A primeira sequência de “Vice” associa o caos do 11/09 à noite em 1963 quando um então jovem Dick foi preso por dirigir embriagado em Casper, Wyoming. A ligação entre os eventos, num primeiro momento inexistente, se mostra a seguir: nas duas oportunidades, Cheney encontrou no “fundo do poço” a oportunidade perfeita para emergir triunfante. Ao longo das mais de duas horas de projeção, essa astúcia – ora senso de oportunidade, ora puro oportunismo – constrói um protagonista ao mesmo tempo capaz de faturar com a desgraça de milhares sem ao menos piscar e, ainda assim, surpreendentemente humano. Só um pouco humano, é verdade. Mas humano.

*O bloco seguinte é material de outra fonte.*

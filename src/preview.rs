//! Low resolution preview of a generation request.

use crate::color::parse_hex;
use crate::geom::Xy;
use crate::map::GenerationRequest;
use crate::noise_gen::NoiseGenerator;
use macroquad::math::Vec2;
use macroquad::texture::Image;

/// Color of cells no tile layer claims
pub const WATER: &str = "#023e58";

/// Placement of an image of one size inside a box of another
#[derive(Debug, Clone, Copy, PartialEq)]
pub struct ScaleToFit {
    /// Aspect ratio of the longer side over the shorter, 1 on the other axis
    pub ratio: Vec2,
    /// Per-axis display scale of the image
    pub scale: Vec2,
    /// Image size in pixels
    pub size: Xy,
    /// Offset that centers the scaled image
    pub margin: Vec2,
}

/// Fits `input` into `target` without distorting it.
///
/// Sides that fit are kept and shrunk by the tighter of the two cross ratios;
/// sides that overflow are clamped to the target and the shorter one is
/// scaled by its aspect ratio.
pub fn scale_to_fit(input: Xy, target: Xy) -> ScaleToFit {
    if input.x <= 0 || input.y <= 0 {
        return ScaleToFit {
            ratio: Vec2::ONE,
            scale: Vec2::ZERO,
            size: Xy::ZERO,
            margin: target.as_vec2() / 2.0,
        };
    }

    let input_f = input.as_vec2();
    let target_f = target.as_vec2();
    let aspect = Vec2::new(input_f.x / input_f.y, input_f.y / input_f.x);
    let scale_min = f32::min(target_f.x / input_f.y, target_f.y / input_f.x);

    let mut size = target;
    let mut scale = Vec2::ONE;

    if input.x <= target.x {
        size.x = input.x;
        scale.x = scale_min;
    } else if input.x <= input.y {
        scale.x = aspect.x;
    }

    if input.y <= target.y {
        size.y = input.y;
        scale.y = scale_min;
    } else if input.y <= input.x {
        scale.y = aspect.y;
    }

    let ratio = Vec2::new(
        if aspect.x > aspect.y { aspect.x } else { 1.0 },
        if aspect.y > aspect.x { aspect.y } else { 1.0 },
    );
    let margin = (target_f - scale * size.as_vec2()) / 2.0;

    ScaleToFit {
        ratio,
        scale,
        size,
        margin,
    }
}

/// Renders one pixel per preview cell with the same noise evaluation as
/// generation. Noise layers without a fixed seed are skipped.
pub fn render_preview(request: &GenerationRequest, preview_size: Xy, noise: &mut NoiseGenerator) -> Image {
    let fit = scale_to_fit(request.size, preview_size);
    let width = fit.size.x.clamp(0, i32::from(u16::MAX)) as u16;
    let height = fit.size.y.clamp(0, i32::from(u16::MAX)) as u16;
    let water = hex_bytes(WATER);
    let mut image = Image {
        bytes: water.repeat(usize::from(width) * usize::from(height)),
        width,
        height,
    };

    for noise_layer in &request.noise_layers {
        if noise_layer.seed == 0 {
            continue;
        }
        noise.seed(noise_layer.seed);

        let colors: Vec<[u8; 4]> = noise_layer
            .tile_layers
            .iter()
            .map(|t| hex_bytes(&t.color))
            .collect();

        for y in 0..height {
            for x in 0..width {
                let value = noise.sample_2d_octaves(
                    f64::from(x) / f64::from(width) * noise_layer.zoom,
                    f64::from(y) / f64::from(height) * noise_layer.zoom,
                    noise_layer.octaves,
                    noise_layer.persistence,
                );
                // topmost layer in range wins
                let hit = noise_layer
                    .tile_layers
                    .iter()
                    .rposition(|t| t.contains(value));
                if let Some(i) = hit {
                    let cell = (y as usize * width as usize + x as usize) * 4;
                    image.bytes[cell..cell + 4].copy_from_slice(&colors[i]);
                }
            }
        }
    }
    image
}

fn hex_bytes(hex: &str) -> [u8; 4] {
    parse_hex(hex).map_or([0, 0, 0, 255], |c| [c.r, c.g, c.b, c.a])
}

/// Position of the start marker inside the preview box
pub fn start_to_preview(start: Xy, map_size: Xy, fit: &ScaleToFit) -> Vec2 {
    if map_size.x <= 0 || map_size.y <= 0 {
        return fit.margin;
    }
    start.as_vec2() * fit.scale * (fit.size.as_vec2() / map_size.as_vec2()) + fit.margin
}

/// Map cell under a point of the preview box, `None` outside the image
pub fn preview_to_start(point: Vec2, map_size: Xy, preview_size: Xy, fit: &ScaleToFit) -> Option<Xy> {
    let target = preview_size.as_vec2();
    let inside = point.x > fit.margin.x
        && point.x < target.x - fit.margin.x
        && point.y > fit.margin.y
        && point.y < target.y - fit.margin.y;
    if !inside || fit.size.x <= 0 || fit.size.y <= 0 || fit.scale.x <= 0.0 || fit.scale.y <= 0.0 {
        return None;
    }
    let cell = (point - fit.margin) * (map_size.as_vec2() / fit.size.as_vec2()) / fit.scale;
    Some(Xy::new(cell.x.floor() as i32, cell.y.floor() as i32))
}

#[cfg(test)]
mod tests {
    use super::*;
    use crate::layer::{NoiseLayer, TileLayerSpec};

    #[test]
    fn wide_input_is_letterboxed() {
        let fit = scale_to_fit(Xy::new(1024, 512), Xy::new(256, 256));
        assert_eq!(fit.scale, Vec2::new(1.0, 0.5));
        assert_eq!(fit.size, Xy::new(256, 256));
        assert_eq!(fit.margin, Vec2::new(0.0, 64.0));
        assert_eq!(fit.ratio, Vec2::new(2.0, 1.0));

        // equal bands above and below, no stretching
        let shown = fit.scale * fit.size.as_vec2();
        assert_eq!(fit.margin.y * 2.0 + shown.y, 256.0);
        assert_eq!(shown.x / shown.y, 2.0);
    }

    #[test]
    fn square_input_fills_target() {
        let fit = scale_to_fit(Xy::new(512, 512), Xy::new(256, 256));
        assert_eq!(fit.scale, Vec2::ONE);
        assert_eq!(fit.margin, Vec2::ZERO);
    }

    #[test]
    fn degenerate_input_is_empty() {
        let fit = scale_to_fit(Xy::new(0, 10), Xy::new(256, 256));
        assert_eq!(fit.size, Xy::ZERO);
        assert_eq!(preview_to_start(Vec2::new(128.0, 128.0), Xy::new(0, 10), Xy::new(256, 256), &fit), None);
    }

    #[test]
    fn start_marker_round_trips() {
        let map = Xy::new(1024, 512);
        let target = Xy::new(256, 256);
        let fit = scale_to_fit(map, target);
        let start = Xy::new(160, 201);
        let p = start_to_preview(start, map, &fit);
        let back = preview_to_start(p + Vec2::splat(0.01), map, target, &fit).unwrap();
        assert_eq!(back, start);
        assert_eq!(preview_to_start(Vec2::new(10.0, 10.0), map, target, &fit), None);
    }

    #[test]
    fn unclaimed_pixels_are_water() {
        let request = GenerationRequest {
            size: Xy::new(64, 64),
            start: Xy::ZERO,
            noise_layers: vec![NoiseLayer {
                seed: 7,
                tile_layers: vec![TileLayerSpec {
                    cutoff: 2.0,
                    cutoff_cap: 3.0,
                    ..Default::default()
                }],
                ..Default::default()
            }],
        };
        let image = render_preview(&request, Xy::new(256, 256), &mut NoiseGenerator::new(1));
        assert_eq!((image.width, image.height), (64, 64));
        assert!(image.bytes.chunks_exact(4).all(|px| px == [2, 62, 88, 255]));
    }

    #[test]
    fn full_range_layer_covers_everything() {
        let request = GenerationRequest {
            size: Xy::new(32, 32),
            start: Xy::ZERO,
            noise_layers: vec![NoiseLayer {
                seed: 7,
                tile_layers: vec![TileLayerSpec {
                    color: "#ff0000".to_string(),
                    ..Default::default()
                }],
                ..Default::default()
            }],
        };
        let image = render_preview(&request, Xy::new(256, 256), &mut NoiseGenerator::new(1));
        assert!(image.bytes.chunks_exact(4).all(|px| px == [255, 0, 0, 255]));
    }
}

Essa humanidade aflora de forma sutil. Logo após sair da cadeia, Cheney é cobrado por Lynne Vincent (Amy Adams, também soberba) para que se torne “alguém”, ou ela o abandonará. É interessante notar como McKay a filma de baixo pra cima, deixando-a claramente em uma posição de poder sobre o então noivo. Ela é a única figura que se impõe sobre Cheney durante o filme e fica evidente que toda a jornada do futuro Vice-Presidente mais poderoso da História é o cumprimento da promessa feita naquele dia à amada. O cinematógrafo Greig Fraser ilumina Lynne frontalmente com a luz vinda da janela, deixando as feições de Dick, iluminado pelas costas, semiocultas. Naquele momento, o “homem silhueta” é forjado, a figura que exercerá um poder nunca antes visto sem aparecer sob nenhum holofote.

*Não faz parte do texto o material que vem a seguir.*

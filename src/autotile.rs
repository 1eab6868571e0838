//! Dual-grid autotile addressing.
//!
//! Each displayed tile straddles a 2×2 block of map cells. Which of those four
//! cells are occupied is packed into a [`NeighborCode`], and the code picks the
//! tile out of a 16 entry atlas.

use macroquad::math::Rect;
use std::fmt;

const TL: u8 = 0b1000;
const TR: u8 = 0b0100;
const BL: u8 = 0b0010;
const BR: u8 = 0b0001;

/// Occupancy of the 2×2 block under a tile.
///
/// The string form is `TL TR BL BR`, i.e. `occ(x,y) occ(x+1,y) occ(x,y+1) occ(x+1,y+1)`,
/// and the numeric value is that string read as binary.
#[derive(Debug, Clone, Copy, PartialEq, Eq, PartialOrd, Ord, Hash, Default)]
pub struct NeighborCode(u8);

impl NeighborCode {
    /// `0000`, nothing to draw
    pub const EMPTY: NeighborCode = NeighborCode(0);
    /// `1111`, fully solid
    pub const SOLID: NeighborCode = NeighborCode(0b1111);

    /// Code from the four corner occupancies
    #[inline]
    pub const fn from_corners(tl: bool, tr: bool, bl: bool, br: bool) -> Self {
        NeighborCode((tl as u8) << 3 | (tr as u8) << 2 | (bl as u8) << 1 | br as u8)
    }

    /// Code from its numeric value; bits above the low four are dropped
    #[inline]
    pub const fn from_bits(bits: u8) -> Self {
        NeighborCode(bits & 0b1111)
    }

    /// Numeric value, `0..=15`
    #[inline]
    pub const fn bits(self) -> u8 {
        self.0
    }

    /// True for `0000`
    #[inline]
    pub const fn is_empty(self) -> bool {
        self.0 == 0
    }

    /// True for `1111`
    #[inline]
    pub const fn is_solid(self) -> bool {
        self.0 == 0b1111
    }

    /// Parses a 4 character `0`/`1` string
    pub fn parse(s: &str) -> Option<Self> {
        if s.len() != 4 || !s.bytes().all(|b| b == b'0' || b == b'1') {
            return None;
        }
        u8::from_str_radix(s, 2).ok().map(NeighborCode)
    }

    /// Position of this code in [`TILE_INDEX`]
    pub fn atlas_index(self) -> usize {
        TILE_INDEX
            .iter()
            .position(|c| *c == self)
            .unwrap_or(EMPTY_ATLAS_SLOT)
    }

    /// `(column, row)` of this code on a sheet [`ATLAS_COLUMNS`] tiles wide
    pub fn atlas_cell(self) -> (u32, u32) {
        let i = self.atlas_index() as u32;
        (i % ATLAS_COLUMNS, i / ATLAS_COLUMNS)
    }

    #[inline]
    fn has(self, corner: u8) -> bool {
        self.0 & corner != 0
    }
}

impl fmt::Display for NeighborCode {
    fn fmt(&self, f: &mut fmt::Formatter<'_>) -> fmt::Result {
        write!(f, "{:04b}", self.0)
    }
}

/// Tiles per row in a dual-grid sheet
pub const ATLAS_COLUMNS: u32 = 4;

const EMPTY_ATLAS_SLOT: usize = 12;

/// Order of the tiles in a dual-grid atlas, read row-major from a 4×4 sheet.
pub const TILE_INDEX: [NeighborCode; 16] = [
    NeighborCode(0b0010),
    NeighborCode(0b0101),
    NeighborCode(0b1011),
    NeighborCode(0b0011),
    NeighborCode(0b1001),
    NeighborCode(0b0111),
    NeighborCode(0b1111),
    NeighborCode(0b1110),
    NeighborCode(0b0100),
    NeighborCode(0b1100),
    NeighborCode(0b1101),
    NeighborCode(0b1010),
    NeighborCode(0b0000),
    NeighborCode(0b0001),
    NeighborCode(0b0110),
    NeighborCode(0b1000),
];

/// Style class of a vector shape, resolved against the layer colors at draw time.
#[derive(Debug, Clone, Copy, PartialEq, Eq, Hash)]
pub enum FillClass {
    /// Layer color
    Base,
    /// 10% darker
    Shade1,
    /// 20% darker
    Shade2,
    /// Layer color at 50% opacity
    Half,
}

/// Filled rectangle in unit tile coordinates (`0..1` on both axes).
#[derive(Debug, Clone, Copy, PartialEq)]
pub struct VectorShape {
    /// Area covered
    pub rect: Rect,
    /// Fill
    pub fill: FillClass,
}

const EDGE: f32 = 0.08;

/// Shapes making up the vector tile for `code`.
///
/// Occupied quarters are filled with the base color. With `edged`, borders
/// between occupied and empty quarters get a darker rim and the quarter below
/// an occupied one gets a translucent shadow.
pub fn vector_shapes(code: NeighborCode, edged: bool) -> Vec<VectorShape> {
    let quarters = [
        (TL, 0.0, 0.0),
        (TR, 0.5, 0.0),
        (BL, 0.0, 0.5),
        (BR, 0.5, 0.5),
    ];
    let mut shapes = Vec::new();

    for &(corner, qx, qy) in &quarters {
        if code.has(corner) {
            shapes.push(VectorShape {
                rect: Rect::new(qx, qy, 0.5, 0.5),
                fill: FillClass::Base,
            });
        }
    }

    if !edged {
        return shapes;
    }

    for &(corner, qx, qy) in &quarters {
        if !code.has(corner) {
            continue;
        }
        let (beside, below) = match corner {
            TL => (TR, BL),
            TR => (TL, BR),
            BL => (BR, TL),
            _ => (BL, TR),
        };
        if !code.has(beside) {
            let x = if qx == 0.0 { 0.5 - EDGE } else { 0.5 };
            shapes.push(VectorShape {
                rect: Rect::new(x, qy, EDGE, 0.5),
                fill: FillClass::Shade2,
            });
        }
        if !code.has(below) {
            // top quarters have their open side at the bottom and vice versa
            if qy == 0.0 {
                shapes.push(VectorShape {
                    rect: Rect::new(qx, 0.5 - EDGE, 0.5, EDGE),
                    fill: FillClass::Shade1,
                });
                shapes.push(VectorShape {
                    rect: Rect::new(qx, 0.5, 0.5, EDGE * 2.0),
                    fill: FillClass::Half,
                });
            } else {
                shapes.push(VectorShape {
                    rect: Rect::new(qx, 0.5, 0.5, EDGE),
                    fill: FillClass::Shade1,
                });
            }
        }
    }

    shapes
}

“Vice” funciona pela sua montagem. Hank Corwin (que reedita a parceria com McKay após “A Grande Aposta” e trabalhou com Terrence Malick em “A Árvore da Vida”) justapõe passagens da vida de Cheney antes e durante seu mandato de VP, fazendo o passado justificar o presente, ou associações livres sobre a forma que Cheney via certas situações, como os termos impostos a George W. Bush (Sam Rockwell, no melhor trabalho de sua vida) para aceitar ser seu companheiro de chapa eleitoral e a tortura em Guantánamo. Também, a exemplo de como fora feito em “A Grande Aposta”, há quebras de quarta parede, “notas de rodapé” explicando “áreas cinzentas” da legislação americana, contextos históricos e consequências diretas de feitos de Cheney ao longo de sua trajetória (que não foi curta: Chefe de Gabinete da Casa Branca, Deputado e Secretário de Defesa).

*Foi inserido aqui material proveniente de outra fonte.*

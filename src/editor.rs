//! Wires the map, the tileset store and the viewport together.
//!
//! Producers only emit events. The [`Editor`] drains them once per frame in
//! arrival order and applies the matching reaction to the renderer.

use crate::config::EditorConfig;
use crate::error::MapError;
use crate::events::{MapEvent, ReactionQueue, TilesetEvent};
use crate::geom::Xy;
use crate::map::{GenerationRequest, MapData};
use crate::pointer::{PointerAction, PointerController};
use crate::render::draw::{draw_pointer, draw_reticle, draw_viewport, TextureCache};
use crate::render::viewport::ViewportRenderer;
use crate::tileset::{TileAsset, TileAssetProvider, TilesetStore};
use macroquad::color::Color;
use macroquad::math::Vec2;
use std::path::Path;
use std::sync::mpsc::Receiver;

/// Tiles recolored per [`Editor::pump`] by default
pub const DEFAULT_COLORIZE_BUDGET: usize = 64;

/// Owns every editor component and routes their events
pub struct Editor {
    map: MapData,
    tilesets: TilesetStore,
    renderer: ViewportRenderer<TileAsset>,
    pointer: PointerController,
    textures: TextureCache,
    map_events: Receiver<MapEvent>,
    tileset_events: Receiver<TilesetEvent>,
    map_queue: ReactionQueue<MapEvent>,
    tileset_queue: ReactionQueue<TilesetEvent>,
    colorize_budget: usize,
}

impl Editor {
    /// Editor with an empty map and nothing loaded
    pub fn new(config: &EditorConfig) -> Self {
        Self::with_map(config, MapData::new())
    }

    /// Editor around an existing map
    pub fn with_map(config: &EditorConfig, mut map: MapData) -> Self {
        let mut tilesets = TilesetStore::new(config.tilesets.clone());
        let map_events = map.subscribe();
        let tileset_events = tilesets.subscribe();
        Editor {
            map,
            tilesets,
            renderer: ViewportRenderer::new(&config.viewport),
            pointer: PointerController::new(),
            textures: TextureCache::new(),
            map_events,
            tileset_events,
            map_queue: ReactionQueue::default(),
            tileset_queue: ReactionQueue::default(),
            colorize_budget: DEFAULT_COLORIZE_BUDGET,
        }
    }

    /// Sets how many tiles are recolored per pump
    pub fn set_colorize_budget(&mut self, tiles: usize) {
        self.colorize_budget = tiles;
    }

    /// Map model
    pub fn map(&self) -> &MapData {
        &self.map
    }

    /// Map model, for edits. Call [`Editor::pump`] afterwards.
    pub fn map_mut(&mut self) -> &mut MapData {
        &mut self.map
    }

    /// Tileset store
    pub fn tilesets(&self) -> &TilesetStore {
        &self.tilesets
    }

    /// Tileset store, for inserts. Call [`Editor::pump`] afterwards.
    pub fn tilesets_mut(&mut self) -> &mut TilesetStore {
        &mut self.tilesets
    }

    /// Viewport
    pub fn renderer(&self) -> &ViewportRenderer<TileAsset> {
        &self.renderer
    }

    /// Pointer state
    pub fn pointer(&self) -> &PointerController {
        &self.pointer
    }

    /// Pointer state, for tool changes
    pub fn pointer_mut(&mut self) -> &mut PointerController {
        &mut self.pointer
    }

    /// Loads every registered tileset from `dir`
    pub async fn load_tilesets(&mut self, dir: &Path) -> usize {
        let loaded = self.tilesets.load_all(dir).await;
        self.pump();
        loaded
    }

    /// Drains pending events and applies their reactions in order, then
    /// advances recolor jobs. Returns reactions applied.
    pub fn pump(&mut self) -> usize {
        let mut applied = 0;

        while let Ok(event) = self.map_events.try_recv() {
            self.map_queue.push(event);
        }
        while let Some(event) = self.map_queue.pop() {
            self.apply_map_event(event);
            applied += 1;
        }

        if self.colorize_budget > 0 && self.tilesets.pending_jobs() > 0 {
            self.tilesets.pump_jobs(self.colorize_budget);
        }

        while let Ok(event) = self.tileset_events.try_recv() {
            self.tileset_queue.push(event);
        }
        while let Some(event) = self.tileset_queue.pop() {
            self.apply_tileset_event(event);
            applied += 1;
        }
        applied
    }

    fn render(&mut self) {
        self.renderer.render(&self.map, &self.tilesets);
    }

    fn prepare_colors(&mut self) {
        for idx in 0..self.map.layer_count() {
            if let Some(layer) = self.map.layer(idx) {
                let (tileset, color) = (layer.tileset.clone(), layer.color.clone());
                self.tilesets.prepare_color(&tileset, &color);
            }
        }
    }

    fn apply_map_event(&mut self, event: MapEvent) {
        log::trace!("map event {event:?}");
        match event {
            MapEvent::Loading => {
                // tileset reactions and recolor jobs belong to the old map
                while self.tileset_events.try_recv().is_ok() {}
                self.tileset_queue.clear();
                self.tilesets.clear_jobs();
                self.renderer.clear();
            }
            MapEvent::Loaded => {
                self.renderer.init(&self.map);
                self.prepare_colors();
                self.render();
            }
            MapEvent::LayerUpdated(idx) => {
                if let Some(layer) = self.map.layer(idx) {
                    let (tileset, color) = (layer.tileset.clone(), layer.color.clone());
                    self.renderer.set_layer_style(idx, &color);
                    self.tilesets.prepare_color(&tileset, &color);
                }
                self.renderer.reset_tiles(idx);
                self.render();
            }
            MapEvent::LayerTilesetUpdated(idx) => {
                self.prepare_colors();
                self.renderer.reset_tiles(idx);
                self.render();
            }
            MapEvent::LayerAdded(_) | MapEvent::LayerRemoved(_) => {
                self.renderer.rebuild_layers(&self.map);
                self.prepare_colors();
                self.render();
            }
            MapEvent::CellsUpdated { .. } => {
                self.renderer.remove_updated_tiles(&self.map);
                self.render();
            }
        }
    }

    fn apply_tileset_event(&mut self, event: TilesetEvent) {
        log::trace!("tileset event {event:?}");
        match event {
            TilesetEvent::Loaded(_) => {
                self.renderer.remove_all_tiles();
                self.prepare_colors();
                self.render();
            }
            TilesetEvent::LoadError(tileset) => {
                self.textures.invalidate(&tileset.name);
                self.reset_layers_where(|name, _| name == tileset.name);
                self.render();
            }
            TilesetEvent::Colorized(key) => {
                let Some(color) = key.color else {
                    return;
                };
                self.reset_layers_where(|name, c| name == key.tileset && c == color);
                self.render();
            }
        }
    }

    fn reset_layers_where(&mut self, matches: impl Fn(&str, &str) -> bool) {
        for idx in 0..self.map.layer_count() {
            let hit = self
                .map
                .layer(idx)
                .is_some_and(|l| matches(&l.tileset, &l.color));
            if hit {
                self.renderer.reset_tiles(idx);
            }
        }
    }

    /// Adopts a new screen size
    pub fn resize(&mut self, viewport: Vec2) {
        self.renderer.handle_resize(viewport);
        self.render();
    }

    /// Moves the view by `delta` cells. Walkability applies outside edit mode.
    pub fn move_by(&mut self, delta: Xy) -> bool {
        let anywhere = self.pointer.moves_anywhere();
        self.renderer
            .cursor_move_by(&self.map, &self.tilesets, delta, anywhere)
    }

    /// Centers the view on `coord`
    pub fn move_to(&mut self, coord: Xy) -> bool {
        let anywhere = self.pointer.moves_anywhere();
        self.renderer
            .cursor_move(&self.map, &self.tilesets, coord, anywhere)
    }

    /// Generates a new map and shows it. Returns the seeds used.
    pub fn generate(&mut self, request: &GenerationRequest) -> Vec<u32> {
        let seeds = self.map.generate_request(request);
        self.pump();
        seeds
    }

    /// Loads a map from JSON text. On error the current map stays.
    pub fn load_str(&mut self, txt: &str) -> Result<(), MapError> {
        self.map.load_from_str(txt)?;
        self.pump();
        Ok(())
    }

    /// Loads a map from a `.json` file. On error the current map stays.
    pub fn load_file(&mut self, path: impl AsRef<Path>) -> Result<(), MapError> {
        self.map.load_from_file(path)?;
        self.pump();
        Ok(())
    }

    /// Current map as JSON
    pub fn save_string(&self) -> Result<String, MapError> {
        self.map.save_to_string()
    }

    /// Writes the current map to a `.json` file
    pub fn save_file(&self, path: impl AsRef<Path>) -> Result<(), MapError> {
        self.map.save_to_file(path)
    }

    /// Map cell under a screen pixel
    pub fn cell_at(&self, pixel: Vec2) -> Xy {
        self.renderer.map_coord_from_pixel(pixel)
    }

    /// Primary button pressed at a screen pixel
    pub fn mouse_down(&mut self, pixel: Vec2) -> Option<PointerAction> {
        let coord = self.cell_at(pixel);
        let action = self.pointer.mouse_down(&mut self.map, coord);
        self.apply_pointer_action(action)
    }

    /// Mouse moved to a screen pixel
    pub fn mouse_move(&mut self, pixel: Vec2, primary_down: bool) -> Option<PointerAction> {
        let coord = self.cell_at(pixel);
        let action = self.pointer.mouse_move(&mut self.map, coord, primary_down);
        self.apply_pointer_action(action)
    }

    /// Primary button released at a screen pixel
    pub fn mouse_up(&mut self, pixel: Vec2) {
        let coord = self.cell_at(pixel);
        self.pointer.mouse_up(&self.map, coord);
    }

    fn apply_pointer_action(&mut self, action: Option<PointerAction>) -> Option<PointerAction> {
        match &action {
            Some(PointerAction::MoveTo(coord)) => {
                self.move_to(*coord);
            }
            Some(PointerAction::Edited { .. }) => {
                self.pump();
            }
            Some(PointerAction::Selected(data)) => {
                log::info!(
                    "selected layer {} ({})",
                    data.layer,
                    data.tileset.as_deref().unwrap_or("-")
                );
            }
            None => {}
        }
        action
    }

    /// Draws the view, the reticle and, while editing, the pointer cell.
    /// Needs a GL context.
    pub fn draw(&mut self, pointer_color: Color) {
        draw_viewport(&self.renderer, &self.tilesets, &mut self.textures);
        draw_reticle(&self.renderer);
        if self.pointer.moves_anywhere() {
            draw_pointer(&self.renderer, self.pointer.location(), pointer_color);
        }
    }
}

Outro triunfo de Corwin é o de unir personagens pelos seus sentimentos. Quando Bush anuncia à nação o primeiro bombardeio contra o Iraque, a câmera flagra que, por baixo da mesa do Salão Oval, o Presidente está batendo o pé nervosamente. Ao mesmo tempo que Bush fala a seus compatriotas, uma família em Bagdá se esconde embaixo de uma mesa, com o pai batendo o pé da mesma forma. Ambos são vítimas da trama do Vice-Presidente, mas a bomba que explode e mata aquela família deixa bem clara a visão de McKay sobre quem são as verdadeiras vítimas.
Essas escolhas fazem de “Vice”, em última análise, um filme shakespeariano. A referência mais direta, ainda que não tenha nenhuma citação literal, é a “Ricardo III“, o rei da Inglaterra que chegou ao poder usurpando o direito dos próprios sobrinhos. Há espaço para comédia, como o “final alternativo” do filme; drama, como o momento em que Dick precisa escolher entre poder absoluto e família; “terror naturalista” quando percebemos a dimensão do poder do protagonista e suas intenções de usá-lo. “Vice” deixa um gosto amargo na boca, pois a única pessoa que sempre soube das consequências de seus atos era o próprio Dick Cheney, alguém que não parece se importar nem um pouco com elas ou com a reação do público após finalmente ser desmascarado. E é esse desinteresse que torna a sua figura tão intrigante quanto assustadora.